A 12 year chart of gold
Note: The gold price used in this chart is the London Bullion Market Association (LBMA) London PM fix. The price quoted is in daily price in US dollars per troy ounce. Data courtesy of the World Gold Council.
The yellow metal now trades at over $1,600 an ounce, however I believe that the bull market in gold still has a long way to go.
The recognition that the big money is made from riding the major market trends is an important lesson and one that is brilliantly illustrated in the classic Wall Street book Reminiscences of a Stock Operator.
“I think it was a long step forward in my trading education when I realized at last that when old Mr. Partridge kept on telling the other customers, ‘Well, you know this is a bull market!’ he really meant to tell them that the big money was not in the individual fluctuations but in the main movements that is, not in reading the tape but in sizing up the entire market and its trend.

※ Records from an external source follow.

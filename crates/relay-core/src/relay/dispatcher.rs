//! Failover dispatch across webhook endpoints.

use std::fmt;
use std::sync::Arc;
use std::time::Duration;

use tracing::{debug, warn};

use crate::domain::{DispatchPayload, Endpoint};
use crate::ports::{TransportError, WebhookTransport};

/// How a dispatch ended.
#[derive(Debug, Clone, Copy, PartialEq, Eq)]
pub enum DispatchOutcome {
    /// An endpoint answered 2xx.
    Delivered { shard: usize, status: u16 },
    /// Every attempted endpoint failed.
    Exhausted { attempts: usize },
}

/// Why a single attempt did not deliver. Every kind moves on to the next endpoint.
#[derive(Debug)]
pub enum AttemptFailure {
    Throttled(u16),
    ServerError(u16),
    Rejected(u16),
    Transport(TransportError),
}

impl AttemptFailure {
    /// `None` for a 2xx status.
    fn from_status(status: u16) -> Option<Self> {
        match status {
            200..=299 => None,
            429 => Some(Self::Throttled(status)),
            500..=599 => Some(Self::ServerError(status)),
            _ => Some(Self::Rejected(status)),
        }
    }
}

impl fmt::Display for AttemptFailure {
    fn fmt(&self, f: &mut fmt::Formatter<'_>) -> fmt::Result {
        match self {
            Self::Throttled(status) => write!(f, "throttled ({status})"),
            Self::ServerError(status) => write!(f, "server error ({status})"),
            Self::Rejected(status) => write!(f, "rejected ({status})"),
            Self::Transport(e) => write!(f, "transport error: {e}"),
        }
    }
}

/// Sends a payload, walking endpoints from a start shard until one accepts it.
///
/// Stateless between requests. Each endpoint is tried at most once per call,
/// with no delay between attempts. An attempt that outlives `attempt_timeout`
/// is abandoned and counted as a transport timeout, whatever the transport does.
pub struct Dispatcher {
    transport: Arc<dyn WebhookTransport>,
    attempt_timeout: Duration,
}

impl Dispatcher {
    pub fn new(transport: Arc<dyn WebhookTransport>, attempt_timeout: Duration) -> Self {
        Self {
            transport,
            attempt_timeout,
        }
    }

    pub async fn dispatch(
        &self,
        payload: &DispatchPayload,
        endpoints: &[Endpoint],
        start_index: usize,
        max_attempts: usize,
    ) -> DispatchOutcome {
        let mut attempts = 0;

        for (shard, endpoint) in rotated(endpoints, start_index).take(max_attempts) {
            attempts += 1;

            let sent = tokio::time::timeout(
                self.attempt_timeout,
                self.transport.send(endpoint, payload, self.attempt_timeout),
            )
            .await
            .unwrap_or(Err(TransportError::Timeout));

            let failure = match sent {
                Ok(status) => match AttemptFailure::from_status(status) {
                    None => {
                        debug!(shard, status, attempts, "Webhook accepted message");
                        return DispatchOutcome::Delivered { shard, status };
                    }
                    Some(failure) => failure,
                },
                Err(e) => AttemptFailure::Transport(e),
            };

            warn!(
                shard,
                endpoint = %endpoint,
                attempt = attempts,
                reason = %failure,
                "Webhook attempt failed, failing over"
            );
        }

        DispatchOutcome::Exhausted { attempts }
    }
}

/// Every endpoint exactly once, starting at `start` and wrapping around.
fn rotated(endpoints: &[Endpoint], start: usize) -> impl Iterator<Item = (usize, &Endpoint)> {
    let len = endpoints.len();
    let start = if len == 0 { 0 } else { start % len };
    (0..len).map(move |offset| {
        let idx = (start + offset) % len;
        (idx, &endpoints[idx])
    })
}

And right here let me say one thing: After spending many years in Wall Street and after making and losing millions of dollars I want to tell you this: It never was my thinking that made the big money for me. It always was my sitting. Got that? My sitting tight! It is no trick at all to be right on the market. You always find lots of early bulls in bull markets and early bears in bear markets. I’ve known many men who were right at exactly the right time, and began buying or selling stocks when prices were at the very level which should show the greatest profit. And their experience invariably matched mine that is, they made no real money out of it. Men who can both be right and sit tight are uncommon. I found it one of the hardest things to learn. But it is only after a stock operator has firmly grasped this that he can make big money. It is literally true that millions come easier to a trader after he knows how to trade than hundreds did in the days of his ignorance.
The reason is that a man may see straight and clearly and yet become impatient or doubtful when the market takes its time about doing as he figured it must do. That is why so many men in Wall Street, who are not at all in the sucker class, not even in the third grade, nevertheless lose money. The market does not beat them. They beat themselves, because though they have brains they cannot sit tight. Old Turkey was dead right in doing and saying what he did. He had not only the courage of his convictions but the intelligent patience to sit tight.
Disregarding the big swing and trying to jump in and out was fatal to me. Nobody can catch all the fluctuations. In a bull market your game is to buy and hold until you believe that the bull market is near its end. To do this you must study general conditions and not tips or special factors affecting individual stocks.”
The bottom line
I believe that one of the keys to being a successful long-term investor is to identify and get on board a major bull market trend in its initial stages and then have the confidence and patience to ride that trend until it has peaked.
An investor who can do this need only make a handful of investment decisions in their lifetime, and as history shows, they can make spectacular returns.